You should ensure you are familiar with Amazon S3, AWS Glue, Amazon Athena, Splunk Edge Processor and Ingest Processor, and Splunk federated search for Amazon S3. If any of these topics are not familiar, consider taking a few minutes to review them or make sure the documentation is handy. You can also find additional information about partitioning in the article Partitioning data in S3 for the best FS-S3 experience.

For more information on sending application data (for example, credit card data) to Splunk Edge Processor or Ingest Processor, refer to the documentation to send data from a forwarder or using the HTTP Event Collector (HEC).

Splunk Edge Processor pipelines support Search Processing Language 2 (SPL2). If the SPL2 syntax is new to you, review the SPL2 Search Reference documentation.

Process

Create pipelines in Splunk Edge Processor to mask and route credit card PII data

Pipeline 1: Mask PII data and route to Splunk Cloud Platform

This Splunk Edge Processor pipeline takes the data and masks the credit card PII data up to the last four numbers. After masking, the pipeline then sends the processed data to a Splunk index in Splunk Cloud Platform.

The SPL2 below contains the following parameters:

  • $source - implicit; takes input from the preceding pipe.
  • $field - The field to be masked, by default it is _raw.
  • $show_last - Boolean indicating whether the last set of four or five digits should be shown, with default being false. For example, if true then returns XXXX XXXX XXXX 1111 and if false then XXXX XXXX XXXX XXXX.
  • $format - String indicating the format used for the credit card. Each format uses "X" and a number indicating a number of digits (example: X4 is 4 digits).
  • $start_delimiter - String indicating the delimiter before the beginning of credit card number in event. If not present, pass "".
  • $end_delimiter - String indicating the delimiter after the end of credit card number in event. If not present, pass "".

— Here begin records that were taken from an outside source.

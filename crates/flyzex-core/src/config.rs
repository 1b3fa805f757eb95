//! Settings loading for the bot and the dashboard server.
//!
//! Settings live in a YAML file (see `config/settings.example.yaml`) and
//! can be overridden with `FLYZEX_`-prefixed environment variables, e.g.
//! `FLYZEX_WEBAPP__PORT=9000`. The bot token itself never goes into the
//! file: the file names the environment variable that holds it.

use std::env;
use std::path::{Path, PathBuf};

use figment::providers::{Env, Format, Yaml};
use figment::Figment;
use secrecy::SecretString;
use serde::Deserialize;

use crate::error::{AppError, AppResult};

#[derive(Debug, Clone, Deserialize)]
pub struct Settings {
    pub telegram: TelegramSettings,
    pub intake: IntakeSettings,
    pub xp: XpSettings,
    pub cups: CupSettings,
    pub storage: StorageSettings,
    #[serde(default)]
    pub logging: LoggingSettings,
    #[serde(default)]
    pub webapp: WebAppSettings,
}

#[derive(Debug, Clone, Deserialize)]
pub struct TelegramSettings {
    /// Name of the environment variable holding the bot token.
    #[serde(default = "default_bot_token_env")]
    pub bot_token_env: String,
    /// The bot owner; the only user allowed to promote/demote admins.
    pub owner_id: i64,
    /// Chat that receives completed applications for review. When unset,
    /// each stored admin is messaged directly.
    #[serde(default)]
    pub application_review_chat: Option<i64>,
}

#[derive(Debug, Clone, Deserialize)]
pub struct IntakeSettings {
    /// Questions asked, in order, when a user applies.
    pub questions: Vec<String>,
    /// Credential sent to approved applicants.
    pub invite_code: String,
}

#[derive(Debug, Clone, Deserialize)]
pub struct XpSettings {
    /// XP granted per group message.
    pub message_reward: i64,
    /// Default leaderboard length (bot command and dashboard).
    pub leaderboard_size: usize,
}

#[derive(Debug, Clone, Deserialize)]
pub struct CupSettings {
    /// Default cup archive length (bot command and dashboard).
    pub leaderboard_size: usize,
}

#[derive(Debug, Clone, Deserialize)]
pub struct StorageSettings {
    /// Path of the persisted JSON document.
    pub path: PathBuf,
}

#[derive(Debug, Clone, Deserialize)]
pub struct LoggingSettings {
    #[serde(default = "default_log_level")]
    pub level: String,
    /// Optional log file written next to console output.
    #[serde(default)]
    pub file: Option<PathBuf>,
}

impl Default for LoggingSettings {
    fn default() -> Self {
        Self {
            level: default_log_level(),
            file: None,
        }
    }
}

#[derive(Debug, Clone, Deserialize)]
pub struct WebAppSettings {
    #[serde(default = "default_webapp_host")]
    pub host: String,
    #[serde(default = "default_webapp_port")]
    pub port: u16,
    /// Directory the static dashboard is served from.
    #[serde(default = "default_static_dir")]
    pub static_dir: PathBuf,
}

impl Default for WebAppSettings {
    fn default() -> Self {
        Self {
            host: default_webapp_host(),
            port: default_webapp_port(),
            static_dir: default_static_dir(),
        }
    }
}

fn default_bot_token_env() -> String {
    "BOT_TOKEN".to_string()
}

fn default_log_level() -> String {
    "info".to_string()
}

fn default_webapp_host() -> String {
    "0.0.0.0".to_string()
}

fn default_webapp_port() -> u16 {
    8080
}

fn default_static_dir() -> PathBuf {
    PathBuf::from("webapp/static")
}

impl Settings {
    /// Loads settings from the YAML file merged with `FLYZEX_` env vars.
    pub fn load(path: &Path) -> AppResult<Self> {
        Self::from_figment(
            Figment::new()
                .merge(Yaml::file(path))
                .merge(Env::prefixed("FLYZEX_").split("__")),
        )
    }

    fn from_figment(figment: Figment) -> AppResult<Self> {
        let settings: Settings = figment.extract()?;
        settings.validate()?;
        Ok(settings)
    }

    fn validate(&self) -> AppResult<()> {
        if self.intake.questions.is_empty() {
            return Err(AppError::Validation(
                "intake.questions must contain at least one question".to_string(),
            ));
        }
        if self.intake.invite_code.trim().is_empty() {
            return Err(AppError::Validation("intake.invite_code must not be empty".to_string()));
        }
        if self.xp.message_reward <= 0 {
            return Err(AppError::Validation("xp.message_reward must be positive".to_string()));
        }
        Ok(())
    }

    /// Resolves the bot token from the configured environment variable.
    pub fn bot_token(&self) -> AppResult<SecretString> {
        env::var(&self.telegram.bot_token_env)
            .map(SecretString::from)
            .map_err(|_| AppError::MissingEnv(self.telegram.bot_token_env.clone()))
    }
}

#[cfg(test)]
mod tests {
    use super::*;

    const SAMPLE: &str = r#"
telegram:
  bot_token_env: FLYZEX_TEST_TOKEN
  owner_id: 1337
intake:
  questions:
    - "Why do you want to join the guild?"
    - "Introduce yourself."
  invite_code: GUILD-2024
xp:
  message_reward: 5
  leaderboard_size: 10
cups:
  leaderboard_size: 5
storage:
  path: data/guild.json
"#;

    #[test]
    fn loads_sample_with_defaults() {
        let settings = Settings::from_figment(Figment::new().merge(Yaml::string(SAMPLE))).unwrap();

        assert_eq!(settings.telegram.owner_id, 1337);
        assert_eq!(settings.telegram.application_review_chat, None);
        assert_eq!(settings.intake.questions.len(), 2);
        assert_eq!(settings.logging.level, "info");
        assert_eq!(settings.webapp.port, 8080);
        assert_eq!(settings.webapp.static_dir, PathBuf::from("webapp/static"));
    }

    #[test]
    fn rejects_empty_question_list() {
        let yaml = SAMPLE.replace(
            "  questions:\n    - \"Why do you want to join the guild?\"\n    - \"Introduce yourself.\"\n",
            "  questions: []\n",
        );
        let err = Settings::from_figment(Figment::new().merge(Yaml::string(&yaml))).unwrap_err();
        assert!(matches!(err, AppError::Validation(_)));
    }

    #[test]
    fn missing_token_env_is_reported() {
        let settings = Settings::from_figment(Figment::new().merge(Yaml::string(SAMPLE))).unwrap();
        std::env::remove_var("FLYZEX_TEST_TOKEN");
        let err = settings.bot_token().unwrap_err();
        assert!(matches!(err, AppError::MissingEnv(name) if name == "FLYZEX_TEST_TOKEN"));
    }
}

The allowed credit card formats by card type are:

  • 15-digit card variations for Amex - "X4 X6 X5", "X4-X6-X5"
  • 16-digit card variations for Visa and Mastercard - "X4 X4 X4 X4", "X4-X4-X4-X4"

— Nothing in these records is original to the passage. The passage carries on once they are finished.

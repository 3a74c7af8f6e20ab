//! Remote note snapshot model.
//!
//! # Responsibility
//! - Mirror the remote note record cached by the Note Store.
//!
//! # Invariants
//! - `id` is the remote-assigned note identity and is never minted locally.
//! - Snapshots are replaced wholesale; fields are never patched in place.
//!
//! # See also
//! - docs/architecture/data-model.md

use crate::model::geo::LatLon;
use serde::{Deserialize, Serialize};

/// Remote-assigned numeric note identity.
pub type NoteId = i64;

/// Remote lifecycle state of a note.
#[derive(Debug, Clone, Copy, PartialEq, Eq, Serialize, Deserialize)]
#[serde(rename_all = "snake_case")]
pub enum NoteStatus {
    /// Issue is open and accepting contributions.
    Open,
    /// Issue was resolved upstream.
    Closed,
    /// Issue was moderated away upstream.
    Hidden,
}

/// Remote action recorded by one note comment.
#[derive(Debug, Clone, Copy, PartialEq, Eq, Serialize, Deserialize)]
#[serde(rename_all = "snake_case")]
pub enum NoteCommentAction {
    Opened,
    Commented,
    Closed,
    Reopened,
}

/// One entry of a note's remote discussion thread.
#[derive(Debug, Clone, PartialEq, Serialize, Deserialize)]
pub struct NoteComment {
    /// Comment creation time in epoch milliseconds.
    pub created_at: i64,
    pub action: NoteCommentAction,
    pub text: String,
    /// Remote author display name; `None` for anonymous contributions.
    pub author: Option<String>,
}

/// Cached snapshot of remote note state.
///
/// Everything besides `id` is opaque to the upload core: a successful
/// upload stores the fresh snapshot returned by the remote service and
/// discards whatever was cached before.
#[derive(Debug, Clone, PartialEq, Serialize, Deserialize)]
pub struct Note {
    pub id: NoteId,
    pub position: LatLon,
    pub status: NoteStatus,
    /// Note creation time in epoch milliseconds.
    pub created_at: i64,
    /// Set once the note was closed upstream.
    pub closed_at: Option<i64>,
    /// Discussion thread, oldest first.
    pub comments: Vec<NoteComment>,
}

impl Note {
    /// Returns whether the remote issue is still open.
    pub fn is_open(&self) -> bool {
        self.status == NoteStatus::Open
    }
}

In summary, this example shows how to use the following command on the raw events:

* $pipeline = 
| from $source 
| mask_ccnumber format="X16" start_delimiter="," end_delimiter="," 
| into $destination;

Pipeline definition (SPL2)

$source

function mask_ccnumber($source, $format: string, $field:string=_raw, $show_last:boolean=false, $start_delimiter:string="", $end_delimiter:string=""): string {

return

| from $source

| eval card_regex = case(

$format="X4 X6 X5" and not($show_last), "[1-5][0-9]{3}\\s[0-9]{6}\\s[0-9]{5}",

$format="X4-X6-X5" and not($show_last), "[1-5][0-9]{3}\\-[0-9]{6}\\-[0-9]{5}",

$format="X4 X4 X4 X4" and not($show_last), "[1-5][0-9]{3}\\s([0-9]{4}\\s){2}[0-9]{4}",

$format="X4-X4-X4-X4" and not($show_last), "[1-5][0-9]{3}\\-([0-9]{4}\\-){2}[0-9]{4}",

$format="X4 X6 X5" and ($show_last), "[1-5][0-9]{3}\\s[0-9]{6}\\s",

$format="X4-X6-X5" and ($show_last), "[1-5][0-9]{3}\\-[0-9]{6}\\-",

$format="X4 X4 X4 X4" and ($show_last), "[1-5][0-9]{3}\\s([0-9]{4}\\s){2}",

$format="X4-X4-X4-X4" and ($show_last), "[1-5][0-9]{3}\\-([0-9]{4}\\-){2}"

)

| eval card_regex=$start_delimiter + card_regex + $end_delimiter

| eval masked_card_str = case(

$format="X4 X6 X5" and not($show_last), "XXXX XXXXXX XXXXX",

$format="X4-X6-X5" and not($show_last), "XXXX-XXXXXX-XXXXX",

$format="X4 X4 X4 X4" and not($show_last), "XXXX XXXX XXXX XXXX",

$format="X4-X4-X4-X4" and not($show_last), "XXXX-XXXX-XXXX-XXXX",

$format="X4 X6 X5" and ($show_last), "XXXX XXXXXX ",

$format="X4-X6-X5" and ($show_last), "XXXX-XXXXXX-",

$format="X4 X4 X4 X4" and ($show_last), "XXXX XXXX XXXX ",

$format="X4-X4-X4-X4" and ($show_last), "XXXX-XXXX-XXXX-"

)

| eval masked_card_str=$start_delimiter + masked_card_str + $end_delimiter

| eval $field=replace($field, card_regex, masked_card_str)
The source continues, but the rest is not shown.